- EXERCISE DIRECTIONS: Restate, word for word, every line of the data.

- INPUT DATA:
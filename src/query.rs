//! Parameterized query text, typed bindings, and the comments-table query builder.

use crate::date::CommentsTable;
use regex::Regex;
use std::collections::BTreeMap;
use std::fmt;
use std::sync::OnceLock;
use time::format_description::well_known::Rfc3339;
use time::OffsetDateTime;

/// Columns selected by `CommentsQuery` unless overridden.
pub const DEFAULT_COMMENT_COLUMNS: [&str; 8] =
    ["body", "author", "created_utc", "id", "link_id", "parent_id", "subreddit", "score"];

pub const COMMENTS_DATASET: &str = "fh-bigquery.reddit_comments";

/// Declared type of a scalar parameter, as the warehouse names it.
#[derive(Clone, Copy, Debug, PartialEq, Eq, Hash)]
pub enum ParamType {
    String,
    Int64,
    Float64,
    Bool,
    Timestamp,
}

impl ParamType {
    pub fn as_str(&self) -> &'static str {
        match self {
            ParamType::String => "STRING",
            ParamType::Int64 => "INT64",
            ParamType::Float64 => "FLOAT64",
            ParamType::Bool => "BOOL",
            ParamType::Timestamp => "TIMESTAMP",
        }
    }
}

impl fmt::Display for ParamType {
    fn fmt(&self, f: &mut fmt::Formatter<'_>) -> fmt::Result {
        f.write_str(self.as_str())
    }
}

/// A typed scalar binding for one `@name` placeholder.
#[derive(Clone, Debug, PartialEq)]
pub enum QueryParam {
    String(String),
    Int64(i64),
    Float64(f64),
    Bool(bool),
    Timestamp(OffsetDateTime),
}

impl QueryParam {
    pub fn param_type(&self) -> ParamType {
        match self {
            QueryParam::String(_) => ParamType::String,
            QueryParam::Int64(_) => ParamType::Int64,
            QueryParam::Float64(_) => ParamType::Float64,
            QueryParam::Bool(_) => ParamType::Bool,
            QueryParam::Timestamp(_) => ParamType::Timestamp,
        }
    }

    /// Wire form of the value; the warehouse takes every scalar as a string.
    pub fn value_string(&self) -> String {
        match self {
            QueryParam::String(s) => s.clone(),
            QueryParam::Int64(v) => v.to_string(),
            QueryParam::Float64(v) => v.to_string(),
            QueryParam::Bool(v) => v.to_string(),
            QueryParam::Timestamp(ts) => ts.format(&Rfc3339).unwrap_or_else(|_| ts.unix_timestamp().to_string()),
        }
    }
}

impl From<&str> for QueryParam {
    fn from(s: &str) -> Self { QueryParam::String(s.to_string()) }
}
impl From<String> for QueryParam {
    fn from(s: String) -> Self { QueryParam::String(s) }
}
impl From<i64> for QueryParam {
    fn from(v: i64) -> Self { QueryParam::Int64(v) }
}
impl From<f64> for QueryParam {
    fn from(v: f64) -> Self { QueryParam::Float64(v) }
}
impl From<bool> for QueryParam {
    fn from(v: bool) -> Self { QueryParam::Bool(v) }
}
impl From<OffsetDateTime> for QueryParam {
    fn from(v: OffsetDateTime) -> Self { QueryParam::Timestamp(v) }
}

/// Query text with named placeholders plus its bindings.
/// Bindings are name-ordered so the submitted payload is deterministic.
#[derive(Clone, Debug, Default, PartialEq)]
pub struct Query {
    text: String,
    params: BTreeMap<String, QueryParam>,
}

impl Query {
    pub fn new(text: impl Into<String>) -> Self {
        Self { text: text.into(), params: BTreeMap::new() }
    }

    /// Bind `name` (with or without the leading `@`). Rebinding replaces the value.
    pub fn bind(mut self, name: impl AsRef<str>, param: impl Into<QueryParam>) -> Self {
        let name = name.as_ref().trim().trim_start_matches('@').to_string();
        self.params.insert(name, param.into());
        self
    }
    pub fn bind_string(self, name: impl AsRef<str>, value: impl Into<String>) -> Self {
        self.bind(name, QueryParam::String(value.into()))
    }
    pub fn bind_int64(self, name: impl AsRef<str>, value: i64) -> Self {
        self.bind(name, QueryParam::Int64(value))
    }

    pub fn text(&self) -> &str { &self.text }
    pub fn params(&self) -> &BTreeMap<String, QueryParam> { &self.params }
    pub fn param(&self, name: &str) -> Option<&QueryParam> { self.params.get(name) }

    /// Distinct `@name` references in order of first appearance.
    /// Quoted strings, backtick identifiers, comments and `@@system` variables are skipped.
    pub fn placeholders(&self) -> Vec<String> {
        let stripped = strip_quoted(&self.text);
        let bytes = stripped.as_bytes();
        let mut out: Vec<String> = Vec::new();
        for m in placeholder_re().find_iter(&stripped) {
            if m.as_str().starts_with("@@") { continue; }
            if m.start() > 0 {
                let prev = bytes[m.start() - 1];
                if prev.is_ascii_alphanumeric() || prev == b'_' || prev == b'@' { continue; }
            }
            let name = &m.as_str()[1..];
            if !out.iter().any(|n| n == name) {
                out.push(name.to_string());
            }
        }
        out
    }

    /// Placeholders referenced by the text that have no binding.
    pub fn unbound_placeholders(&self) -> Vec<String> {
        self.placeholders().into_iter().filter(|p| !self.params.contains_key(p)).collect()
    }
}

fn placeholder_re() -> &'static Regex {
    static RE: OnceLock<Regex> = OnceLock::new();
    RE.get_or_init(|| Regex::new(r"@{1,2}[A-Za-z_][A-Za-z0-9_]*").expect("static regex"))
}

fn quoted_re() -> &'static Regex {
    static RE: OnceLock<Regex> = OnceLock::new();
    RE.get_or_init(|| {
        Regex::new(r#"'(?:[^'\\]|\\.)*'|"(?:[^"\\]|\\.)*"|`[^`]*`|--[^\n]*|#[^\n]*|/\*(?s:.*?)\*/"#)
            .expect("static regex")
    })
}

/// Blank out literals and comments, keeping byte offsets stable.
fn strip_quoted(text: &str) -> String {
    quoted_re()
        .replace_all(text, |caps: &regex::Captures| " ".repeat(caps[0].len()))
        .into_owned()
}

/// Trim and drop a leading "r/". Case is preserved: the warehouse compares case-sensitively.
#[inline]
pub fn normalize_subreddit(s: &str) -> String {
    let s = s.trim();
    let s = s.strip_prefix("r/").or_else(|| s.strip_prefix("/r/")).unwrap_or(s);
    s.to_string()
}

/// One parameterized query over the public Reddit comments dataset.
/// Replaces one-helper-per-table variants with a single builder.
#[derive(Clone, Debug)]
pub struct CommentsQuery {
    pub table: CommentsTable,
    pub subreddit: Option<String>,
    pub limit: u64,
    pub columns: Vec<String>,
}

impl Default for CommentsQuery {
    fn default() -> Self {
        Self {
            table: CommentsTable::All,
            subreddit: None,
            limit: 100,
            columns: DEFAULT_COMMENT_COLUMNS.iter().map(|s| s.to_string()).collect(),
        }
    }
}

impl CommentsQuery {
    pub fn new(table: CommentsTable) -> Self {
        Self { table, ..Default::default() }
    }
    pub fn subreddit(mut self, sub: impl AsRef<str>) -> Self {
        self.subreddit = Some(normalize_subreddit(sub.as_ref()));
        self
    }
    pub fn limit(mut self, n: u64) -> Self {
        self.limit = n;
        self
    }
    pub fn columns<I, S>(mut self, cols: I) -> Self
    where
        I: IntoIterator<Item = S>,
        S: Into<String>,
    {
        let cols: Vec<String> = cols.into_iter().map(Into::into).collect();
        if !cols.is_empty() {
            self.columns = cols;
        }
        self
    }

    /// Render the template and its bindings.
    pub fn build(&self) -> Query {
        let mut text = format!(
            "select  {}\nfrom `{}.{}`\n",
            self.columns.join(", "),
            COMMENTS_DATASET,
            self.table
        );
        if self.subreddit.is_some() {
            text.push_str("where (subreddit = @subreddit)\n");
        }
        text.push_str("limit @lim\n");

        let lim = i64::try_from(self.limit).unwrap_or(i64::MAX);
        let mut q = Query::new(text).bind_int64("lim", lim);
        if let Some(sub) = &self.subreddit {
            q = q.bind_string("subreddit", sub.clone());
        }
        q
    }
}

- ANSWER FOR THIS EXERCISE:
filename src/query.rs
//! Parameterized query text, typed bindings, and the comments-table query builder.

use crate::date::CommentsTable;
use regex::Regex;
use std::collections::BTreeMap;
use std::fmt;
use std::sync::OnceLock;
use time::format_description::well_known::Rfc3339;
use time::OffsetDateTime;

/// Columns selected by `CommentsQuery` unless overridden.
pub const DEFAULT_COMMENT_COLUMNS: [&str; 8] =
    ["body", "author", "created_utc", "id", "link_id", "parent_id", "subreddit", "score"];

pub const COMMENTS_DATASET: &str = "fh-bigquery.reddit_comments";

/// Declared type of a scalar parameter, as the warehouse names it.
#[derive(Clone, Copy, Debug, PartialEq, Eq, Hash)]
pub enum ParamType {
    String,
    Int64,
    Float64,
    Bool,
    Timestamp,
}

impl ParamType {
    pub fn as_str(&self) -> &'static str {
        match self {
            ParamType::String => "STRING",
            ParamType::Int64 => "INT64",
            ParamType::Float64 => "FLOAT64",
            ParamType::Bool => "BOOL",
            ParamType::Timestamp => "TIMESTAMP",
        }
    }
}

impl fmt::Display for ParamType {
    fn fmt(&self, f: &mut fmt::Formatter<'_>) -> fmt::Result {
        f.write_str(self.as_str())
    }
}

/// A typed scalar binding for one `@name` placeholder.
#[derive(Clone, Debug, PartialEq)]
pub enum QueryParam {
    String(String),
    Int64(i64),
    Float64(f64),
    Bool(bool),
    Timestamp(OffsetDateTime),
}

impl QueryParam {
    pub fn param_type(&self) -> ParamType {
        match self {
            QueryParam::String(_) => ParamType::String,
            QueryParam::Int64(_) => ParamType::Int64,
            QueryParam::Float64(_) => ParamType::Float64,
            QueryParam::Bool(_) => ParamType::Bool,
            QueryParam::Timestamp(_) => ParamType::Timestamp,
        }
    }

    /// Wire form of the value; the warehouse takes every scalar as a string.
    pub fn value_string(&self) -> String {
        match self {
            QueryParam::String(s) => s.clone(),
            QueryParam::Int64(v) => v.to_string(),
            QueryParam::Float64(v) => v.to_string(),
            QueryParam::Bool(v) => v.to_string(),
            QueryParam::Timestamp(ts) => ts.format(&Rfc3339).unwrap_or_else(|_| ts.unix_timestamp().to_string()),
        }
    }
}

impl From<&str> for QueryParam {
    fn from(s: &str) -> Self { QueryParam::String(s.to_string()) }
}
impl From<String> for QueryParam {
    fn from(s: String) -> Self { QueryParam::String(s) }
}
impl From<i64> for QueryParam {
    fn from(v: i64) -> Self { QueryParam::Int64(v) }
}
impl From<f64> for QueryParam {
    fn from(v: f64) -> Self { QueryParam::Float64(v) }
}
impl From<bool> for QueryParam {
    fn from(v: bool) -> Self { QueryParam::Bool(v) }
}
impl From<OffsetDateTime> for QueryParam {
    fn from(v: OffsetDateTime) -> Self { QueryParam::Timestamp(v) }
}

/// Query text with named placeholders plus its bindings.
/// Bindings are name-ordered so the submitted payload is deterministic.
#[derive(Clone, Debug, Default, PartialEq)]
pub struct Query {
    text: String,
    params: BTreeMap<String, QueryParam>,
}

impl Query {
    pub fn new(text: impl Into<String>) -> Self {
        Self { text: text.into(), params: BTreeMap::new() }
    }

    /// Bind `name` (with or without the leading `@`). Rebinding replaces the value.
    pub fn bind(mut self, name: impl AsRef<str>, param: impl Into<QueryParam>) -> Self {
        let name = name.as_ref().trim().trim_start_matches('@').to_string();
        self.params.insert(name, param.into());
        self
    }
    pub fn bind_string(self, name: impl AsRef<str>, value: impl Into<String>) -> Self {
        self.bind(name, QueryParam::String(value.into()))
    }
    pub fn bind_int64(self, name: impl AsRef<str>, value: i64) -> Self {
        self.bind(name, QueryParam::Int64(value))
    }

    pub fn text(&self) -> &str { &self.text }
    pub fn params(&self) -> &BTreeMap<String, QueryParam> { &self.params }
    pub fn param(&self, name: &str) -> Option<&QueryParam> { self.params.get(name) }

    /// Distinct `@name` references in order of first appearance.
    /// Quoted strings, backtick identifiers, comments and `@@system` variables are skipped.
    pub fn placeholders(&self) -> Vec<String> {
        let stripped = strip_quoted(&self.text);
        let bytes = stripped.as_bytes();
        let mut out: Vec<String> = Vec::new();
        for m in placeholder_re().find_iter(&stripped) {
            if m.as_str().starts_with("@@") { continue; }
            if m.start() > 0 {
                let prev = bytes[m.start() - 1];
                if prev.is_ascii_alphanumeric() || prev == b'_' || prev == b'@' { continue; }
            }
            let name = &m.as_str()[1..];
            if !out.iter().any(|n| n == name) {
                out.push(name.to_string());
            }
        }
        out
    }

    /// Placeholders referenced by the text that have no binding.
    pub fn unbound_placeholders(&self) -> Vec<String> {
        self.placeholders().into_iter().filter(|p| !self.params.contains_key(p)).collect()
    }
}

fn placeholder_re() -> &'static Regex {
    static RE: OnceLock<Regex> = OnceLock::new();
    RE.get_or_init(|| Regex::new(r"@{1,2}[A-Za-z_][A-Za-z0-9_]*").expect("static regex"))
}

fn quoted_re() -> &'static Regex {
    static RE: OnceLock<Regex> = OnceLock::new();
    RE.get_or_init(|| {
        Regex::new(r#"'(?:[^'\\]|\\.)*'|"(?:[^"\\]|\\.)*"|`[^`]*`|--[^\n]*|#[^\n]*|/\*(?s:.*?)\*/"#)
            .expect("static regex")
    })
}

/// Blank out literals and comments, keeping byte offsets stable.
fn strip_quoted(text: &str) -> String {
    quoted_re()
        .replace_all(text, |caps: &regex::Captures| " ".repeat(caps[0].len()))
        .into_owned()
}

/// Trim and drop a leading "r/". Case is preserved: the warehouse compares case-sensitively.
#[inline]
pub fn normalize_subreddit(s: &str) -> String {
    let s = s.trim();
    let s = s.strip_prefix("r/").or_else(|| s.strip_prefix("/r/")).unwrap_or(s);
    s.to_string()
}

/// One parameterized query over the public Reddit comments dataset.
/// Replaces one-helper-per-table variants with a single builder.
#[derive(Clone, Debug)]
pub struct CommentsQuery {
    pub table: CommentsTable,
    pub subreddit: Option<String>,
    pub limit: u64,
    pub columns: Vec<String>,
}

impl Default for CommentsQuery {
    fn default() -> Self {
        Self {
            table: CommentsTable::All,
            subreddit: None,
            limit: 100,
            columns: DEFAULT_COMMENT_COLUMNS.iter().map(|s| s.to_string()).collect(),
        }
    }
}

impl CommentsQuery {
    pub fn new(table: CommentsTable) -> Self {
        Self { table, ..Default::default() }
    }
    pub fn subreddit(mut self, sub: impl AsRef<str>) -> Self {
        self.subreddit = Some(normalize_subreddit(sub.as_ref()));
        self
    }
    pub fn limit(mut self, n: u64) -> Self {
        self.limit = n;
        self
    }
    pub fn columns<I, S>(mut self, cols: I) -> Self
    where
        I: IntoIterator<Item = S>,
        S: Into<String>,
    {
        let cols: Vec<String> = cols.into_iter().map(Into::into).collect();
        if !cols.is_empty() {
            self.columns = cols;
        }
        self
    }

    /// Render the template and its bindings.
    pub fn build(&self) -> Query {
        let mut text = format!(
            "select  {}\nfrom `{}.{}`\n",
            self.columns.join(", "),
            COMMENTS_DATASET,
            self.table
        );
        if self.subreddit.is_some() {
            text.push_str("where (subreddit = @subreddit)\n");
        }
        text.push_str("limit @lim\n");

        let lim = i64::try_from(self.limit).unwrap_or(i64::MAX);
        let mut q = Query::new(text).bind_int64("lim", lim);
        if let Some(sub) = &self.subreddit {
            q = q.bind_string("subreddit", sub.clone());
        }
        q
    }
}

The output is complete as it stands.